[Stored data]
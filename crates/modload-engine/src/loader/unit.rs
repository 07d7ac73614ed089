//! Loaded units

use crate::script::value::{ObjectRef, Value};
use std::cell::Cell;
use std::path::{Path, PathBuf};

/// Progress of a unit's single load.
#[derive(Debug, Clone, Copy, PartialEq, Eq)]
pub enum UnitState {
    /// Registered, strategy still running (or re-entered through a cycle)
    Loading,
    Loaded,
    /// The strategy failed; the unit keeps whatever it exposed so far
    Failed,
}

/// One source file known to the loader.
///
/// The exposed value lives on the script-visible `module` object as
/// `module.exports`, so reassignment from inside the unit is what requesters
/// observe.
pub struct Unit {
    id: PathBuf,
    dir: PathBuf,
    module: ObjectRef,
    state: Cell<UnitState>,
}

impl Unit {
    /// Create a unit for an absolute identifier. The exposed value starts as
    /// an empty object.
    pub fn new(id: PathBuf) -> Self {
        let dir = id.parent().map(Path::to_path_buf).unwrap_or_else(|| id.clone());
        let module = ObjectRef::new();
        module.set("id", Value::string(id.to_string_lossy()));
        module.set("exports", Value::Object(ObjectRef::new()));
        module.set("filename", Value::string(id.to_string_lossy()));
        module.set("path", Value::string(dir.to_string_lossy()));
        module.set("loaded", Value::Bool(false));
        Self {
            id,
            dir,
            module,
            state: Cell::new(UnitState::Loading),
        }
    }

    pub fn id(&self) -> &Path {
        &self.id
    }

    /// Containing directory; nested references resolve against it.
    pub fn dir(&self) -> &Path {
        &self.dir
    }

    /// The object bound to `module` inside the unit.
    pub fn module_object(&self) -> &ObjectRef {
        &self.module
    }

    /// Current value of `module.exports`.
    pub fn exposed(&self) -> Value {
        self.module.get("exports").unwrap_or_default()
    }

    /// Replace the exposed value wholesale.
    pub fn set_exposed(&self, value: Value) {
        self.module.set("exports", value);
    }

    pub fn state(&self) -> UnitState {
        self.state.get()
    }

    /// `.` followed by the last file extension.
    pub fn extension(&self) -> Option<String> {
        self.id
            .extension()
            .map(|ext| format!(".{}", ext.to_string_lossy()))
    }

    pub(crate) fn mark_loaded(&self) {
        self.state.set(UnitState::Loaded);
        self.module.set("loaded", Value::Bool(true));
    }

    pub(crate) fn mark_failed(&self) {
        self.state.set(UnitState::Failed);
    }
}

impl std::fmt::Debug for Unit {
    fn fmt(&self, f: &mut std::fmt::Formatter<'_>) -> std::fmt::Result {
        f.debug_struct("Unit")
            .field("id", &self.id)
            .field("state", &self.state.get())
            .finish()
    }
}

#[cfg(test)]
mod tests {
    use super::*;

    #[test]
    fn test_new_unit_exposes_empty_object() {
        let unit = Unit::new(PathBuf::from("/app/lib/util.js"));
        assert_eq!(unit.dir(), Path::new("/app/lib"));
        assert_eq!(unit.state(), UnitState::Loading);
        assert!(unit.exposed().as_object().unwrap().is_empty());
        assert_eq!(
            unit.module_object().get("filename").unwrap().as_str(),
            Some("/app/lib/util.js")
        );
    }

    #[test]
    fn test_extension() {
        assert_eq!(Unit::new(PathBuf::from("/a/b.json")).extension().as_deref(), Some(".json"));
        assert_eq!(Unit::new(PathBuf::from("/a/b.min.js")).extension().as_deref(), Some(".js"));
        assert_eq!(Unit::new(PathBuf::from("/a/Makefile")).extension(), None);
    }

    #[test]
    fn test_set_exposed_replaces_value() {
        let unit = Unit::new(PathBuf::from("/a.json"));
        unit.set_exposed(Value::Number(3.0));
        assert_eq!(unit.exposed().as_number(), Some(3.0));
        unit.mark_loaded();
        assert_eq!(unit.state(), UnitState::Loaded);
        assert!(unit.module_object().get("loaded").unwrap().truthy());
    }
}
//! Integration tests for the `modload` binary

use std::fs;
use std::path::Path;
use std::process::{Command, Output};
use tempfile::TempDir;

fn modload(args: &[&str], cwd: &Path) -> Output {
    Command::new(env!("CARGO_BIN_EXE_modload"))
        .args(args)
        .current_dir(cwd)
        .env_remove("RUST_LOG")
        .env_remove("MODLOAD_LOG")
        .output()
        .expect("failed to spawn modload")
}

fn stdout(output: &Output) -> String {
    String::from_utf8_lossy(&output.stdout).into_owned()
}

#[test]
fn test_run_prints_exports_as_json() {
    let temp_dir = TempDir::new().unwrap();
    fs::write(
        temp_dir.path().join("main.js"),
        "const data = require('./data'); module.exports = { total: data.a + data.b };",
    )
    .unwrap();
    fs::write(temp_dir.path().join("data.json"), "{\"a\": 40, \"b\": 2}").unwrap();

    let output = modload(&["run", "./main"], temp_dir.path());
    assert!(output.status.success(), "stderr: {}", String::from_utf8_lossy(&output.stderr));
    let printed: serde_json::Value = serde_json::from_str(&stdout(&output)).unwrap();
    assert_eq!(printed, serde_json::json!({"total": 42}));
}

#[test]
fn test_run_uses_manifest_main() {
    let temp_dir = TempDir::new().unwrap();
    fs::write(
        temp_dir.path().join("modload.toml"),
        "[package]\nname = \"demo\"\nmain = \"./entry\"\n",
    )
    .unwrap();
    fs::write(temp_dir.path().join("entry.js"), "exports.ok = true;").unwrap();

    let output = modload(&["run"], temp_dir.path());
    assert!(output.status.success());
    assert!(stdout(&output).contains("\"ok\": true"));
}

#[test]
fn test_run_with_base_flag() {
    let temp_dir = TempDir::new().unwrap();
    let app = temp_dir.path().join("app");
    fs::create_dir_all(&app).unwrap();
    fs::write(app.join("value.json"), "[1, 2]").unwrap();

    let output = modload(&["run", "./value", "--base", "app"], temp_dir.path());
    assert!(output.status.success());
    let printed: serde_json::Value = serde_json::from_str(&stdout(&output)).unwrap();
    assert_eq!(printed, serde_json::json!([1, 2]));
}

#[test]
fn test_missing_module_fails() {
    let temp_dir = TempDir::new().unwrap();
    let output = modload(&["run", "./ghost"], temp_dir.path());
    assert_eq!(output.status.code(), Some(1));
    let stderr = String::from_utf8_lossy(&output.stderr);
    assert!(stderr.contains("Cannot find module './ghost'"), "stderr: {}", stderr);
}

#[test]
fn test_resolve_prints_path() {
    let temp_dir = TempDir::new().unwrap();
    fs::write(temp_dir.path().join("lib.js"), "").unwrap();
    fs::write(temp_dir.path().join("lib.json"), "{}").unwrap();

    let output = modload(&["resolve", "./lib"], temp_dir.path());
    assert!(output.status.success());
    assert!(stdout(&output).trim().ends_with("lib.js"));

    let output = modload(&["resolve", "./lib", "--ext", ".json"], temp_dir.path());
    assert!(stdout(&output).trim().ends_with("lib.json"));
}

#[test]
fn test_print_output_precedes_exports() {
    let temp_dir = TempDir::new().unwrap();
    fs::write(temp_dir.path().join("hi.js"), "print('hello'); exports.done = 1;").unwrap();

    let output = modload(&["run", "./hi"], temp_dir.path());
    assert!(output.status.success());
    assert!(stdout(&output).starts_with("hello\n{"));
}
// ============================================================================
// Display
// ============================================================================

impl Value {
    /// Human-readable rendering used by `print` and error messages. Strings
    /// are quoted only when nested inside arrays or objects; containers
    /// nested past [`MAX_VALUE_DEPTH`] render as `[Array]` or `[Object]`.
    pub fn inspect(&self) -> String {
        let mut out = String::new();
        let mut seen = Vec::new();
        self.inspect_into(&mut out, &mut seen, true);
        out
    }

    fn inspect_into(&self, out: &mut String, seen: &mut Vec<usize>, top: bool) {
        match self {
            Value::String(s) if !top => {
                out.push('\'');
                out.push_str(&s.replace('\'', "\\'"));
                out.push('\'');
            }
            Value::Array(arr) => {
                if seen.contains(&arr.addr()) {
                    out.push_str("[Circular]");
                    return;
                }
                if seen.len() >= MAX_VALUE_DEPTH {
                    out.push_str("[Array]");
                    return;
                }
                let items = arr.to_vec();
                if items.is_empty() {
                    out.push_str("[]");
                    return;
                }
                seen.push(arr.addr());
                out.push_str("[ ");
                for (i, item) in items.iter().enumerate() {
                    if i > 0 {
                        out.push_str(", ");
                    }
                    item.inspect_into(out, seen, false);
                }
                out.push_str(" ]");
                seen.pop();
            }
            Value::Object(obj) => {
                if seen.contains(&obj.addr()) {
                    out.push_str("[Circular]");
                    return;
                }
                if seen.len() >= MAX_VALUE_DEPTH {
                    out.push_str("[Object]");
                    return;
                }
                let entries = obj.entries();
                if entries.is_empty() {
                    out.push_str("{}");
                    return;
                }
                seen.push(obj.addr());
                out.push_str("{ ");
                for (i, (key, value)) in entries.iter().enumerate() {
                    if i > 0 {
                        out.push_str(", ");
                    }
                    if is_plain_key(key) {
                        out.push_str(key);
                    } else {
                        out.push_str(&format!("'{}'", key));
                    }
                    out.push_str(": ");
                    value.inspect_into(out, seen, false);
                }
                out.push_str(" }");
                seen.pop();
            }
            Value::Function(f) => match &f.literal.name {
                Some(name) => out.push_str(&format!("[Function: {}]", name)),
                None => out.push_str("[Function (anonymous)]"),
            },
            Value::Native(f) => out.push_str(&format!("[Function: {}]", f.name)),
            other => out.push_str(&other.to_display_string()),
        }
    }
}

fn is_plain_key(key: &str) -> bool {
    let mut chars = key.chars();
    matches!(chars.next(), Some(c) if c.is_ascii_alphabetic() || c == '_' || c == '$')
        && chars.all(|c| c.is_ascii_alphanumeric() || c == '_' || c == '$')
}

impl fmt::Display for Value {
    fn fmt(&self, f: &mut fmt::Formatter<'_>) -> fmt::Result {
        f.write_str(&self.inspect())
    }
}

impl fmt::Debug for Value {
    fn fmt(&self, f: &mut fmt::Formatter<'_>) -> fmt::Result {
        match self {
            Value::String(s) => write!(f, "{:?}", s),
            other => f.write_str(&other.inspect()),
        }
    }
}

impl fmt::Debug for ObjectRef {
    fn fmt(&self, f: &mut fmt::Formatter<'_>) -> fmt::Result {
        fmt::Debug::fmt(&Value::Object(self.clone()), f)
    }
}

impl From<f64> for Value {
    fn from(n: f64) -> Self {
        Value::Number(n)
    }
}

impl From<bool> for Value {
    fn from(b: bool) -> Self {
        Value::Bool(b)
    }
}

impl From<&str> for Value {
    fn from(s: &str) -> Self {
        Value::string(s)
    }
}
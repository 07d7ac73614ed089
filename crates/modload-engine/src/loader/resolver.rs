//! Reference resolution
//!
//! Turns a reference such as `./lib/util` into the absolute path of an
//! existing regular file.

use crate::error::LoadError;
use std::ffi::OsString;
use std::path::{Component, Path, PathBuf};
use tracing::trace;

/// Resolve `reference` against `base_dir`.
///
/// # Resolution Order
/// For `require("./util")` with suffixes `[".js", ".json"]`:
/// 1. Try `./util` exactly
/// 2. Try `./util.js`
/// 3. Try `./util.json`
///
/// Suffixes are appended to the path string, so `./util.min` probes
/// `./util.min.js` rather than replacing `.min`.
pub fn resolve<'a>(
    reference: &str,
    base_dir: &Path,
    suffixes: impl IntoIterator<Item = &'a str>,
) -> Result<PathBuf, LoadError> {
    let base = absolute(base_dir);
    let path = normalize(&base.join(reference));
    let mut tried = Vec::new();

    trace!(candidate = %path.display(), "probing exact path");
    if path.is_file() {
        return Ok(path);
    }
    tried.push(path.clone());

    for suffix in suffixes {
        let candidate = with_suffix(&path, suffix);
        trace!(candidate = %candidate.display(), "probing suffix");
        if candidate.is_file() {
            return Ok(candidate);
        }
        tried.push(candidate);
    }

    Err(LoadError::NotFound {
        reference: reference.to_string(),
        base,
        tried,
    })
}

/// Make `path` absolute against the working directory, without touching the
/// filesystem.
pub fn absolute(path: &Path) -> PathBuf {
    let joined = if path.is_absolute() {
        path.to_path_buf()
    } else {
        match std::env::current_dir() {
            Ok(cwd) => cwd.join(path),
            Err(_) => path.to_path_buf(),
        }
    };
    normalize(&joined)
}

/// Lexically remove `.` and `..` components. `..` never climbs above the
/// root.
pub fn normalize(path: &Path) -> PathBuf {
    let mut normalized = PathBuf::new();
    for component in path.components() {
        match component {
            Component::Prefix(_) | Component::RootDir => normalized.push(component.as_os_str()),
            Component::CurDir => {}
            Component::ParentDir => {
                if !normalized.pop() && !normalized.has_root() {
                    normalized.push("..");
                }
            }
            Component::Normal(part) => normalized.push(part),
        }
    }
    normalized
}

fn with_suffix(path: &Path, suffix: &str) -> PathBuf {
    let mut candidate = OsString::from(path.as_os_str());
    candidate.push(suffix);
    PathBuf::from(candidate)
}
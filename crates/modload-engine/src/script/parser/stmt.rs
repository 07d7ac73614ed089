//! Statement parsing

use super::expr::{parse_expression, parse_function_literal};
use super::{ParseError, ParseErrorKind, Parser};
use crate::script::ast::*;
use crate::script::token::{Span, Token};

/// Parse a statement.
pub fn parse_statement(parser: &mut Parser) -> Result<Statement, ParseError> {
    parser.nested("statement", parse_statement_inner)
}

fn parse_statement_inner(parser: &mut Parser) -> Result<Statement, ParseError> {
    match parser.current() {
        Token::Let | Token::Const | Token::Var => {
            let statement = parse_variable_declaration(parser)?;
            end_statement(parser);
            Ok(statement)
        }
        Token::Function => {
            let func = parse_function_literal(parser, true)?;
            Ok(Statement::Function(func))
        }
        Token::If => parse_if_statement(parser),
        Token::While => parse_while_statement(parser),
        Token::For => parse_for_statement(parser),
        Token::Try => parse_try_statement(parser),
        Token::LeftBrace => {
            let (body, span) = parse_block(parser)?;
            Ok(Statement::Block(body, span))
        }
        Token::Return => {
            let start = parser.advance();
            let value = if starts_expression(parser.current()) {
                Some(parse_expression(parser)?)
            } else {
                None
            };
            let span = value
                .as_ref()
                .map_or(start, |v| parser.combine_spans(&start, &v.span()));
            end_statement(parser);
            Ok(Statement::Return(value, span))
        }
        Token::Throw => {
            let start = parser.advance();
            let value = parse_expression(parser)?;
            let span = parser.combine_spans(&start, &value.span());
            end_statement(parser);
            Ok(Statement::Throw(value, span))
        }
        Token::Break | Token::Continue => {
            let is_break = parser.check(&Token::Break);
            if !parser.inside_loop() {
                return Err(ParseError::new(
                    ParseErrorKind::IllegalStatement,
                    format!("Illegal {} statement outside of a loop", parser.current()),
                    parser.current_span(),
                ));
            }
            let span = parser.advance();
            end_statement(parser);
            Ok(if is_break {
                Statement::Break(span)
            } else {
                Statement::Continue(span)
            })
        }
        Token::Semicolon => {
            let span = parser.advance();
            Ok(Statement::Empty(span))
        }
        Token::New => Err(parser.reserved_word("new")),
        _ => {
            let expression = parse_expression(parser)?;
            end_statement(parser);
            Ok(Statement::Expression(expression))
        }
    }
}

/// Optional semicolon after a simple statement.
fn end_statement(parser: &mut Parser) {
    parser.eat(&Token::Semicolon);
}

fn starts_expression(token: &Token) -> bool {
    !matches!(
        token,
        Token::Semicolon | Token::RightBrace | Token::Eof
    )
}

/// Parse `{ ... }` and return the statements and the full span.
pub(crate) fn parse_block(parser: &mut Parser) -> Result<(Vec<Statement>, Span), ParseError> {
    let start = parser.expect(Token::LeftBrace)?;
    let mut body = Vec::new();
    while !parser.check(&Token::RightBrace) {
        if parser.at_end() {
            return Err(parser.unexpected_token(&[Token::RightBrace]));
        }
        body.push(parse_statement(parser)?);
    }
    let end = parser.advance();
    Ok((body, parser.combine_spans(&start, &end)))
}

// ============================================================================
// Variable Declarations
// ============================================================================

/// Parse `let a = 1, b;` without the trailing semicolon.
fn parse_variable_declaration(parser: &mut Parser) -> Result<Statement, ParseError> {
    let start = parser.current_span();
    let kind = match parser.current() {
        Token::Let => VariableKind::Let,
        Token::Const => VariableKind::Const,
        Token::Var => VariableKind::Var,
        _ => unreachable!(),
    };
    parser.advance();

    let mut declarations = Vec::new();
    let mut end;
    loop {
        let (name, name_span) = parser.expect_identifier()?;
        end = name_span;
        let init = if parser.eat(&Token::Equal) {
            let value = parse_expression(parser)?;
            end = value.span();
            Some(value)
        } else if kind == VariableKind::Const {
            return Err(ParseError::new(
                ParseErrorKind::UnexpectedToken,
                format!("Missing initializer in const declaration of '{}'", name),
                name_span,
            ));
        } else {
            None
        };
        declarations.push((name, init));
        if !parser.eat(&Token::Comma) {
            break;
        }
    }

    Ok(Statement::Variable {
        kind,
        declarations,
        span: parser.combine_spans(&start, &end),
    })
}

// ============================================================================
// Control Flow
// ============================================================================

fn parse_parenthesized(parser: &mut Parser) -> Result<Expression, ParseError> {
    parser.expect(Token::LeftParen)?;
    let expression = parse_expression(parser)?;
    parser.expect(Token::RightParen)?;
    Ok(expression)
}

fn parse_if_statement(parser: &mut Parser) -> Result<Statement, ParseError> {
    let start = parser.advance();
    let condition = parse_parenthesized(parser)?;
    let then_branch = Box::new(parse_statement(parser)?);
    let else_branch = if parser.eat(&Token::Else) {
        Some(Box::new(parse_statement(parser)?))
    } else {
        None
    };
    let end = else_branch
        .as_ref()
        .map_or_else(|| then_branch.span(), |b| b.span());
    Ok(Statement::If {
        condition,
        then_branch,
        else_branch,
        span: parser.combine_spans(&start, &end),
    })
}

fn parse_while_statement(parser: &mut Parser) -> Result<Statement, ParseError> {
    let start = parser.advance();
    let condition = parse_parenthesized(parser)?;
    let body = Box::new(parser.in_loop(parse_statement)?);
    let span = parser.combine_spans(&start, &body.span());
    Ok(Statement::While {
        condition,
        body,
        span,
    })
}

/// `for (init; condition; update) body`
fn parse_for_statement(parser: &mut Parser) -> Result<Statement, ParseError> {
    let start = parser.advance();
    parser.expect(Token::LeftParen)?;

    let init = match parser.current() {
        Token::Semicolon => None,
        Token::Let | Token::Const | Token::Var => {
            Some(Box::new(parse_variable_declaration(parser)?))
        }
        _ => Some(Box::new(Statement::Expression(parse_expression(parser)?))),
    };
    parser.expect(Token::Semicolon)?;

    let condition = if parser.check(&Token::Semicolon) {
        None
    } else {
        Some(parse_expression(parser)?)
    };
    parser.expect(Token::Semicolon)?;

    let update = if parser.check(&Token::RightParen) {
        None
    } else {
        Some(parse_expression(parser)?)
    };
    parser.expect(Token::RightParen)?;

    let body = Box::new(parser.in_loop(parse_statement)?);
    let span = parser.combine_spans(&start, &body.span());
    Ok(Statement::For {
        init,
        condition,
        update,
        body,
        span,
    })
}

/// `try { } catch (e) { } finally { }`; at least one of catch/finally.
fn parse_try_statement(parser: &mut Parser) -> Result<Statement, ParseError> {
    let start = parser.advance();
    let (block, mut end) = parse_block(parser)?;

    let mut param = None;
    let mut handler = None;
    if parser.eat(&Token::Catch) {
        if parser.eat(&Token::LeftParen) {
            param = Some(parser.expect_identifier()?.0);
            parser.expect(Token::RightParen)?;
        }
        let (body, span) = parse_block(parser)?;
        handler = Some(body);
        end = span;
    }

    let mut finalizer = None;
    if parser.eat(&Token::Finally) {
        let (body, span) = parse_block(parser)?;
        finalizer = Some(body);
        end = span;
    }

    if handler.is_none() && finalizer.is_none() {
        return Err(parser.unexpected_token(&[Token::Catch, Token::Finally]));
    }

    Ok(Statement::Try {
        block,
        param,
        handler,
        finalizer,
        span: parser.combine_spans(&start, &end),
    })
}

#[cfg(test)]
mod tests {
    use crate::script::ast::*;
    use crate::script::parser::{parse, ParseErrorKind, SyntaxError};

    fn parse_one(source: &str) -> Statement {
        let mut program = parse(source).unwrap();
        assert_eq!(program.len(), 1, "expected a single statement");
        program.statements.remove(0)
    }

    #[test]
    fn test_multiple_declarators() {
        match parse_one("let a = 1, b;") {
            Statement::Variable { declarations, .. } => {
                assert_eq!(declarations.len(), 2);
                assert_eq!(declarations[0].0, "a");
                assert!(declarations[1].1.is_none());
            }
            other => panic!("unexpected {:?}", other),
        }
    }

    #[test]
    fn test_const_requires_initializer() {
        assert!(parse("const a;").is_err());
    }

    #[test]
    fn test_if_else_chain() {
        match parse_one("if (a) b = 1; else if (c) b = 2; else { b = 3 }") {
            Statement::If { else_branch, .. } => {
                assert!(matches!(
                    else_branch.as_deref(),
                    Some(Statement::If { .. })
                ));
            }
            other => panic!("unexpected {:?}", other),
        }
    }

    #[test]
    fn test_for_loop_parts_are_optional() {
        match parse_one("for (;;) { break; }") {
            Statement::For {
                init,
                condition,
                update,
                ..
            } => {
                assert!(init.is_none() && condition.is_none() && update.is_none());
            }
            other => panic!("unexpected {:?}", other),
        }
    }

    #[test]
    fn test_break_outside_loop_is_rejected() {
        match parse("break;").unwrap_err() {
            SyntaxError::Parse(e) => assert_eq!(e.kind, ParseErrorKind::IllegalStatement),
            other => panic!("unexpected {:?}", other),
        }
    }

    #[test]
    fn test_break_does_not_cross_function_boundary() {
        assert!(parse("while (true) { function f() { break; } }").is_err());
    }

    #[test]
    fn test_try_catch_finally() {
        match parse_one("try { a() } catch (e) { b(e) } finally { c() }") {
            Statement::Try {
                param,
                handler,
                finalizer,
                ..
            } => {
                assert_eq!(param.as_deref(), Some("e"));
                assert!(handler.is_some());
                assert!(finalizer.is_some());
            }
            other => panic!("unexpected {:?}", other),
        }
    }

    #[test]
    fn test_try_without_handler_is_rejected() {
        assert!(parse("try { a() }").is_err());
    }

    #[test]
    fn test_top_level_return() {
        assert!(matches!(
            parse_one("return module.exports"),
            Statement::Return(Some(_), _)
        ));
    }
}
//! Loader error types

use crate::script::parser::SyntaxError;
use std::path::PathBuf;
use thiserror::Error;

/// Errors that can occur while loading a unit
#[derive(Debug, Error)]
pub enum LoadError {
    /// No regular file matched the reference
    #[error("Cannot find module '{reference}' from '{}' (tried: {tried:?})", base.display())]
    NotFound {
        reference: String,
        base: PathBuf,
        tried: Vec<PathBuf>,
    },

    /// The resolved file could not be read
    #[error("Failed to read {}: {source}", path.display())]
    Read {
        path: PathBuf,
        #[source]
        source: std::io::Error,
    },

    /// Structured data failed to parse
    #[error("Invalid JSON in {}: {source}", path.display())]
    Json {
        path: PathBuf,
        #[source]
        source: serde_json::Error,
    },

    /// Script source failed to lex or parse
    #[error("Syntax error in {}: {source}", path.display())]
    Syntax {
        path: PathBuf,
        #[source]
        source: SyntaxError,
    },

    /// A value thrown by script code escaped the unit
    #[error("Uncaught {message} in {}", path.display())]
    Uncaught { path: PathBuf, message: String },

    /// No strategy is registered for the unit's suffix
    #[error("No loader registered for extension '{extension}' ({})", path.display())]
    UnknownExtension { path: PathBuf, extension: String },
}

impl LoadError {
    pub fn is_not_found(&self) -> bool {
        matches!(self, LoadError::NotFound { .. })
    }

    /// Stable code exposed to scripts that catch a failed `require`.
    pub fn code(&self) -> &'static str {
        match self {
            LoadError::NotFound { .. } => "MODULE_NOT_FOUND",
            LoadError::Read { .. } => "ERR_READ",
            LoadError::Json { .. } => "ERR_INVALID_JSON",
            LoadError::Syntax { .. } => "ERR_SYNTAX",
            LoadError::Uncaught { .. } => "ERR_UNCAUGHT",
            LoadError::UnknownExtension { .. } => "ERR_UNKNOWN_EXTENSION",
        }
    }
}

#[cfg(test)]
mod tests {
    use super::*;

    #[test]
    fn test_not_found_message_names_reference() {
        let err = LoadError::NotFound {
            reference: "./missing".to_string(),
            base: PathBuf::from("/app"),
            tried: vec![PathBuf::from("/app/missing")],
        };
        assert!(err.is_not_found());
        assert_eq!(err.code(), "MODULE_NOT_FOUND");
        assert!(err.to_string().starts_with("Cannot find module './missing' from '/app'"));
    }

    #[test]
    fn test_load_error_is_send_and_sync() {
        fn assert_send_sync<T: Send + Sync>() {}
        assert_send_sync::<LoadError>();
    }
}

> [WHAT THE TASK ASKS] Copying word for word, give each line of the data above from the first one through the line containing "unit's single load.", and nothing else.

> [ANSWER TO THE EXERCISE]
filename crates/modload-engine/src/loader/unit.rs
repository 07d7ac73614ed089
//! Loaded units

use crate::script::value::{ObjectRef, Value};
use std::cell::Cell;
use std::path::{Path, PathBuf};

/// Progress of a unit's single load.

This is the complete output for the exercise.